TASK PROMPT
For the entries below, work out how many lines contain the string "const" and write only the number.

Dataset entries

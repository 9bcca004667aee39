/*
 * Boid Module
 *
 * This module defines the Boid struct and its steering behavior.
 * Each boid follows three local rules plus a seek rule:
 * 1. Separation: Avoid crowding neighbors
 * 2. Alignment: Steer towards the average heading of neighbors
 * 3. Cohesion: Steer towards the average position of neighbors
 * 4. Seek: Steer towards a target point (used for boundary containment)
 *
 * Every rule produces a Reynolds steering force: the desired velocity at
 * cruise speed minus the current velocity, limited to max_force.
 * Neighbor lists are range-filtered by the caller.
 */

use crate::params::FlockingParams;
use crate::pose::Pose;
use crate::vector::Vector2;

#[derive(Clone, Copy, Debug, PartialEq)]
pub struct Boid {
    id: usize,
    pub position: Vector2,
    pub velocity: Vector2,
    pub acceleration: Vector2,
    pub max_speed: f64,
    pub max_force: f64,
}

impl Boid {
    pub const MAX_FORCE: f64 = 10.0;
    pub const MAX_SPEED: f64 = 100.0;
    pub const ALIGN_RANGE: f64 = 70.0;
    pub const SEPARATE_RANGE: f64 = 25.0;

    pub fn new(id: usize, position: Vector2, velocity: Vector2) -> Self {
        Self {
            id,
            position,
            velocity,
            acceleration: Vector2::ZERO,
            max_speed: Self::MAX_SPEED,
            max_force: Self::MAX_FORCE,
        }
    }

    pub fn id(&self) -> usize {
        self.id
    }

    pub fn heading(&self) -> f64 {
        self.velocity.angle()
    }

    pub fn pose(&self) -> Pose {
        Pose {
            x: self.position.x,
            y: self.position.y,
            heading: self.heading(),
        }
    }

    // Copy the steering limits from the flock's tunables
    pub fn apply_limits(&mut self, params: &FlockingParams) {
        self.max_speed = params.max_speed;
        self.max_force = params.max_force;
    }

    pub fn apply_force(&mut self, force: Vector2) {
        self.acceleration += force;
    }

    // Advance one frame and clear the force accumulator
    pub fn integrate(&mut self, dt: f64) {
        self.velocity += self.acceleration;
        self.position += self.velocity * dt;
        self.acceleration = Vector2::ZERO;
    }

    // desired = raw at cruise speed; steering = desired - velocity, limited
    fn steer(&self, raw: Vector2) -> Vector2 {
        let desired = raw.with_magnitude(self.max_speed);
        (desired - self.velocity).limited(self.max_force)
    }

    // Mean of `value` over every neighbor except self
    fn average_over<F>(&self, neighbors: &[&Boid], value: F) -> Option<Vector2>
    where
        F: Fn(&Boid) -> Vector2,
    {
        let mut sum = Vector2::ZERO;
        let mut total = 0usize;
        for other in neighbors.iter().filter(|other| other.id != self.id) {
            sum += value(other);
            total += 1;
        }
        if total == 0 {
            return None;
        }
        sum.checked_div(total as f64).ok()
    }

    // Steer to match the average velocity of neighbors
    pub fn alignment(&self, neighbors: &[&Boid]) -> Vector2 {
        match self.average_over(neighbors, |other| other.velocity) {
            Some(average) => self.steer(average),
            None => Vector2::ZERO,
        }
    }

    // Steer towards the centroid of neighbors
    pub fn cohesion(&self, neighbors: &[&Boid]) -> Vector2 {
        match self.average_over(neighbors, |other| other.position) {
            Some(centroid) => self.steer(centroid - self.position),
            None => Vector2::ZERO,
        }
    }

    /// Steer away from neighbors, weighting each by inverse squared distance.
    ///
    /// A neighbor at exactly the same position contributes nothing (but is
    /// still counted in the average) instead of an infinite push.
    pub fn separation(&self, neighbors: &[&Boid]) -> Vector2 {
        let repulsion = self.average_over(neighbors, |other| {
            let diff = self.position - other.position;
            diff.checked_div(self.position.distance_2(&other.position))
                .unwrap_or(Vector2::ZERO)
        });
        match repulsion {
            Some(average) => self.steer(average),
            None => Vector2::ZERO,
        }
    }

    pub fn seek(&self, target: Vector2) -> Vector2 {
        self.steer(target - self.position)
    }

    // Pull the current velocity towards cruise speed, limited to `max`
    pub fn cruise(&self, max: f64) -> Vector2 {
        (self.velocity.with_magnitude(self.max_speed) - self.velocity).limited(max)
    }
}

TASK ANSWER
4